> [Stored data]
Segment Open
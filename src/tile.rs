//! Tile identity and lifecycle.
//!
//! A tile is one image in a layer's grid, addressed by `(layer, x, y)`.
//! Every occupancy of a cache slot is a fresh [`Tile`] shared as `Arc<Tile>`
//! between the cache, the loader queues, and the renderer.
//!
//! # States
//!
//! ```text
//! Pending ──▶ Loading ──▶ Ready { image, last_used }
//!                   └────▶ Failed
//! ```
//!
//! `Pending` means the tile sits in a loader queue. `Loading` means a worker
//! picked it up. `Ready` and `Failed` are terminal until the tile is evicted
//! or explicitly retried.
//!
//! # Cancellation
//!
//! Each tile carries its own cancellation token. Cancelling never removes the
//! tile from a queue; workers skip cancelled tiles at dequeue time and check
//! the token again before applying a completed result, so a cancelled tile
//! can neither start loading nor publish a stale state.

use std::fmt;
use std::sync::atomic::{AtomicBool, Ordering};
use std::sync::{Arc, Mutex};
use std::time::{SystemTime, UNIX_EPOCH};

use image::DynamicImage;

use crate::map::Layer;

/// Interned layer identifier, cheap to clone and hash.
pub type LayerId = Arc<str>;

/// Current time as milliseconds since the Unix epoch.
///
/// Timestamps drive the persistent store's LRU ordering. A clock before the
/// epoch degrades to 0 instead of panicking.
pub fn now_millis() -> u64 {
    SystemTime::now()
        .duration_since(UNIX_EPOCH)
        .map(|d| d.as_millis() as u64)
        .unwrap_or(0)
}

// =============================================================================
// Identity
// =============================================================================

/// Unique identity of a tile: the layer it belongs to plus grid coordinates.
///
/// This is the key of the persistent store and the equality the in-memory
/// cache compares slot occupants by.
#[derive(Debug, Clone, PartialEq, Eq, Hash)]
pub struct TileId {
    /// Identifier of the owning layer
    pub layer: LayerId,

    /// Tile column, 0-indexed from the left edge of the layer
    pub x: u32,

    /// Tile row, 0-indexed from the top edge of the layer
    pub y: u32,
}

impl TileId {
    /// Create a new tile identity.
    pub fn new(layer: impl Into<LayerId>, x: u32, y: u32) -> Self {
        Self {
            layer: layer.into(),
            x,
            y,
        }
    }
}

impl fmt::Display for TileId {
    fn fmt(&self, f: &mut fmt::Formatter<'_>) -> fmt::Result {
        write!(f, "{}/{}/{}", self.layer, self.x, self.y)
    }
}

// =============================================================================
// State
// =============================================================================

/// Lifecycle state of a tile.
#[derive(Debug, Clone)]
pub enum TileState {
    /// Ordered but not yet picked up by a loader worker
    Pending,

    /// A loader worker is resolving this tile
    Loading,

    /// Image is available for rendering
    Ready {
        /// Decoded pixels, shared with the renderer
        image: Arc<DynamicImage>,

        /// Epoch milliseconds of the last load or store access
        last_used: u64,
    },

    /// Both loader stages failed; stays failed until retried
    Failed,
}

impl TileState {
    /// Short name for log fields.
    pub fn name(&self) -> &'static str {
        match self {
            TileState::Pending => "pending",
            TileState::Loading => "loading",
            TileState::Ready { .. } => "ready",
            TileState::Failed => "failed",
        }
    }
}

// =============================================================================
// Tile
// =============================================================================

/// A tile shared between the cache, the loader pipeline, and the renderer.
///
/// Identity and layer are immutable; the state sits behind its own mutex so
/// loader workers can transition it without touching the cache, and the
/// cancellation token is a plain atomic readable from any stage.
pub struct Tile {
    layer: Arc<Layer>,
    id: TileId,
    state: Mutex<TileState>,
    cancelled: AtomicBool,
}

impl Tile {
    /// Create a tile in the `Pending` state.
    pub fn new(layer: Arc<Layer>, x: u32, y: u32) -> Self {
        let id = TileId::new(layer.id_arc(), x, y);
        Self {
            layer,
            id,
            state: Mutex::new(TileState::Pending),
            cancelled: AtomicBool::new(false),
        }
    }

    /// The tile's identity.
    pub fn id(&self) -> &TileId {
        &self.id
    }

    /// The layer this tile belongs to.
    pub fn layer(&self) -> &Arc<Layer> {
        &self.layer
    }

    /// Tile column within the layer.
    pub fn x(&self) -> u32 {
        self.id.x
    }

    /// Tile row within the layer.
    pub fn y(&self) -> u32 {
        self.id.y
    }

    /// Snapshot of the current state. `Ready` images are `Arc`-shared, so the
    /// clone is cheap.
    pub fn state(&self) -> TileState {
        self.lock_state().clone()
    }

    /// True while the tile is `Pending` or `Loading`.
    pub fn is_in_flight(&self) -> bool {
        matches!(
            *self.lock_state(),
            TileState::Pending | TileState::Loading
        )
    }

    /// True once the tile reached `Ready`.
    pub fn is_ready(&self) -> bool {
        matches!(*self.lock_state(), TileState::Ready { .. })
    }

    /// True once the tile reached `Failed`.
    pub fn is_failed(&self) -> bool {
        matches!(*self.lock_state(), TileState::Failed)
    }

    /// The decoded image, if the tile is `Ready`.
    pub fn image(&self) -> Option<Arc<DynamicImage>> {
        match &*self.lock_state() {
            TileState::Ready { image, .. } => Some(Arc::clone(image)),
            _ => None,
        }
    }

    /// Mark the tile as picked up by a worker.
    pub fn set_loading(&self) {
        *self.lock_state() = TileState::Loading;
    }

    /// Publish a decoded image.
    pub fn set_ready(&self, image: Arc<DynamicImage>, last_used: u64) {
        *self.lock_state() = TileState::Ready { image, last_used };
    }

    /// Mark the tile as failed.
    pub fn set_failed(&self) {
        *self.lock_state() = TileState::Failed;
    }

    /// Reset a tile to `Pending` so it can be ordered again.
    pub fn reset_pending(&self) {
        *self.lock_state() = TileState::Pending;
    }

    /// Set the cancellation token. Workers skip this tile from now on and
    /// discard any result already in flight for it.
    pub fn cancel(&self) {
        self.cancelled.store(true, Ordering::Release);
    }

    /// Whether the cancellation token is set.
    pub fn is_cancelled(&self) -> bool {
        self.cancelled.load(Ordering::Acquire)
    }

    fn lock_state(&self) -> std::sync::MutexGuard<'_, TileState> {
        // The mutex only guards plain assignments; a poisoned lock means a
        // panic mid-assignment, which cannot leave a torn TileState behind.
        match self.state.lock() {
            Ok(guard) => guard,
            Err(poisoned) => poisoned.into_inner(),
        }
    }
}

impl fmt::Debug for Tile {
    fn fmt(&self, f: &mut fmt::Formatter<'_>) -> fmt::Result {
        f.debug_struct("Tile")
            .field("id", &self.id)
            .field("state", &self.state().name())
            .field("cancelled", &self.is_cancelled())
            .finish()
    }
}

// =============================================================================
// Priority and events
// =============================================================================

/// Scheduling class of a load order.
///
/// `High` orders always dequeue before `Low` orders; within one class orders
/// dequeue in FIFO submission order.
#[derive(Debug, Clone, Copy, PartialEq, Eq, PartialOrd, Ord, Hash)]
pub enum Priority {
    /// Visible and preload-margin tiles requested by the renderer
    High,

    /// Bulk background loads, e.g. seeding a region for offline use
    Low,
}

/// How a finished load completed.
#[derive(Debug, Clone, Copy, PartialEq, Eq)]
pub enum LoadKind {
    /// Served from the persistent store
    LoadedFromStore,

    /// Fetched from the network (and persisted)
    LoadedFromNetwork,

    /// Both stages failed
    LoadFailed,
}

/// Terminal notification for one load order, delivered exactly once per
/// non-cancelled order.
#[derive(Debug, Clone)]
pub struct LoadEvent {
    /// The tile the order was for
    pub tile: Arc<Tile>,

    /// How the load completed
    pub kind: LoadKind,
}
Segment Closed
> [Problem] Set every entry down verbatim.

> [Task solution]
filename src/tile.rs
//! Tile identity and lifecycle.
//!
//! A tile is one image in a layer's grid, addressed by `(layer, x, y)`.
//! Every occupancy of a cache slot is a fresh [`Tile`] shared as `Arc<Tile>`
//! between the cache, the loader queues, and the renderer.
//!
//! # States
//!
//! ```text
//! Pending ──▶ Loading ──▶ Ready { image, last_used }
//!                   └────▶ Failed
//! ```
//!
//! `Pending` means the tile sits in a loader queue. `Loading` means a worker
//! picked it up. `Ready` and `Failed` are terminal until the tile is evicted
//! or explicitly retried.
//!
//! # Cancellation
//!
//! Each tile carries its own cancellation token. Cancelling never removes the
//! tile from a queue; workers skip cancelled tiles at dequeue time and check
//! the token again before applying a completed result, so a cancelled tile
//! can neither start loading nor publish a stale state.

use std::fmt;
use std::sync::atomic::{AtomicBool, Ordering};
use std::sync::{Arc, Mutex};
use std::time::{SystemTime, UNIX_EPOCH};

use image::DynamicImage;

use crate::map::Layer;

/// Interned layer identifier, cheap to clone and hash.
pub type LayerId = Arc<str>;

/// Current time as milliseconds since the Unix epoch.
///
/// Timestamps drive the persistent store's LRU ordering. A clock before the
/// epoch degrades to 0 instead of panicking.
pub fn now_millis() -> u64 {
    SystemTime::now()
        .duration_since(UNIX_EPOCH)
        .map(|d| d.as_millis() as u64)
        .unwrap_or(0)
}

// =============================================================================
// Identity
// =============================================================================

/// Unique identity of a tile: the layer it belongs to plus grid coordinates.
///
/// This is the key of the persistent store and the equality the in-memory
/// cache compares slot occupants by.
#[derive(Debug, Clone, PartialEq, Eq, Hash)]
pub struct TileId {
    /// Identifier of the owning layer
    pub layer: LayerId,

    /// Tile column, 0-indexed from the left edge of the layer
    pub x: u32,

    /// Tile row, 0-indexed from the top edge of the layer
    pub y: u32,
}

impl TileId {
    /// Create a new tile identity.
    pub fn new(layer: impl Into<LayerId>, x: u32, y: u32) -> Self {
        Self {
            layer: layer.into(),
            x,
            y,
        }
    }
}

impl fmt::Display for TileId {
    fn fmt(&self, f: &mut fmt::Formatter<'_>) -> fmt::Result {
        write!(f, "{}/{}/{}", self.layer, self.x, self.y)
    }
}

// =============================================================================
// State
// =============================================================================

/// Lifecycle state of a tile.
#[derive(Debug, Clone)]
pub enum TileState {
    /// Ordered but not yet picked up by a loader worker
    Pending,

    /// A loader worker is resolving this tile
    Loading,

    /// Image is available for rendering
    Ready {
        /// Decoded pixels, shared with the renderer
        image: Arc<DynamicImage>,

        /// Epoch milliseconds of the last load or store access
        last_used: u64,
    },

    /// Both loader stages failed; stays failed until retried
    Failed,
}

impl TileState {
    /// Short name for log fields.
    pub fn name(&self) -> &'static str {
        match self {
            TileState::Pending => "pending",
            TileState::Loading => "loading",
            TileState::Ready { .. } => "ready",
            TileState::Failed => "failed",
        }
    }
}

// =============================================================================
// Tile
// =============================================================================

/// A tile shared between the cache, the loader pipeline, and the renderer.
///
/// Identity and layer are immutable; the state sits behind its own mutex so
/// loader workers can transition it without touching the cache, and the
/// cancellation token is a plain atomic readable from any stage.
pub struct Tile {
    layer: Arc<Layer>,
    id: TileId,
    state: Mutex<TileState>,
    cancelled: AtomicBool,
}

impl Tile {
    /// Create a tile in the `Pending` state.
    pub fn new(layer: Arc<Layer>, x: u32, y: u32) -> Self {
        let id = TileId::new(layer.id_arc(), x, y);
        Self {
            layer,
            id,
            state: Mutex::new(TileState::Pending),
            cancelled: AtomicBool::new(false),
        }
    }

    /// The tile's identity.
    pub fn id(&self) -> &TileId {
        &self.id
    }

    /// The layer this tile belongs to.
    pub fn layer(&self) -> &Arc<Layer> {
        &self.layer
    }

    /// Tile column within the layer.
    pub fn x(&self) -> u32 {
        self.id.x
    }

    /// Tile row within the layer.
    pub fn y(&self) -> u32 {
        self.id.y
    }

    /// Snapshot of the current state. `Ready` images are `Arc`-shared, so the
    /// clone is cheap.
    pub fn state(&self) -> TileState {
        self.lock_state().clone()
    }

    /// True while the tile is `Pending` or `Loading`.
    pub fn is_in_flight(&self) -> bool {
        matches!(
            *self.lock_state(),
            TileState::Pending | TileState::Loading
        )
    }

    /// True once the tile reached `Ready`.
    pub fn is_ready(&self) -> bool {
        matches!(*self.lock_state(), TileState::Ready { .. })
    }

    /// True once the tile reached `Failed`.
    pub fn is_failed(&self) -> bool {
        matches!(*self.lock_state(), TileState::Failed)
    }

    /// The decoded image, if the tile is `Ready`.
    pub fn image(&self) -> Option<Arc<DynamicImage>> {
        match &*self.lock_state() {
            TileState::Ready { image, .. } => Some(Arc::clone(image)),
            _ => None,
        }
    }

    /// Mark the tile as picked up by a worker.
    pub fn set_loading(&self) {
        *self.lock_state() = TileState::Loading;
    }

    /// Publish a decoded image.
    pub fn set_ready(&self, image: Arc<DynamicImage>, last_used: u64) {
        *self.lock_state() = TileState::Ready { image, last_used };
    }

    /// Mark the tile as failed.
    pub fn set_failed(&self) {
        *self.lock_state() = TileState::Failed;
    }

    /// Reset a tile to `Pending` so it can be ordered again.
    pub fn reset_pending(&self) {
        *self.lock_state() = TileState::Pending;
    }

    /// Set the cancellation token. Workers skip this tile from now on and
    /// discard any result already in flight for it.
    pub fn cancel(&self) {
        self.cancelled.store(true, Ordering::Release);
    }

    /// Whether the cancellation token is set.
    pub fn is_cancelled(&self) -> bool {
        self.cancelled.load(Ordering::Acquire)
    }

    fn lock_state(&self) -> std::sync::MutexGuard<'_, TileState> {
        // The mutex only guards plain assignments; a poisoned lock means a
        // panic mid-assignment, which cannot leave a torn TileState behind.
        match self.state.lock() {
            Ok(guard) => guard,
            Err(poisoned) => poisoned.into_inner(),
        }
    }
}

impl fmt::Debug for Tile {
    fn fmt(&self, f: &mut fmt::Formatter<'_>) -> fmt::Result {
        f.debug_struct("Tile")
            .field("id", &self.id)
            .field("state", &self.state().name())
            .field("cancelled", &self.is_cancelled())
            .finish()
    }
}

// =============================================================================
// Priority and events
// =============================================================================

/// Scheduling class of a load order.
///
/// `High` orders always dequeue before `Low` orders; within one class orders
/// dequeue in FIFO submission order.
#[derive(Debug, Clone, Copy, PartialEq, Eq, PartialOrd, Ord, Hash)]
pub enum Priority {
    /// Visible and preload-margin tiles requested by the renderer
    High,

    /// Bulk background loads, e.g. seeding a region for offline use
    Low,
}

/// How a finished load completed.
#[derive(Debug, Clone, Copy, PartialEq, Eq)]
pub enum LoadKind {
    /// Served from the persistent store
    LoadedFromStore,

    /// Fetched from the network (and persisted)
    LoadedFromNetwork,

    /// Both stages failed
    LoadFailed,
}

/// Terminal notification for one load order, delivered exactly once per
/// non-cancelled order.
#[derive(Debug, Clone)]
pub struct LoadEvent {
    /// The tile the order was for
    pub tile: Arc<Tile>,

    /// How the load completed
    pub kind: LoadKind,
}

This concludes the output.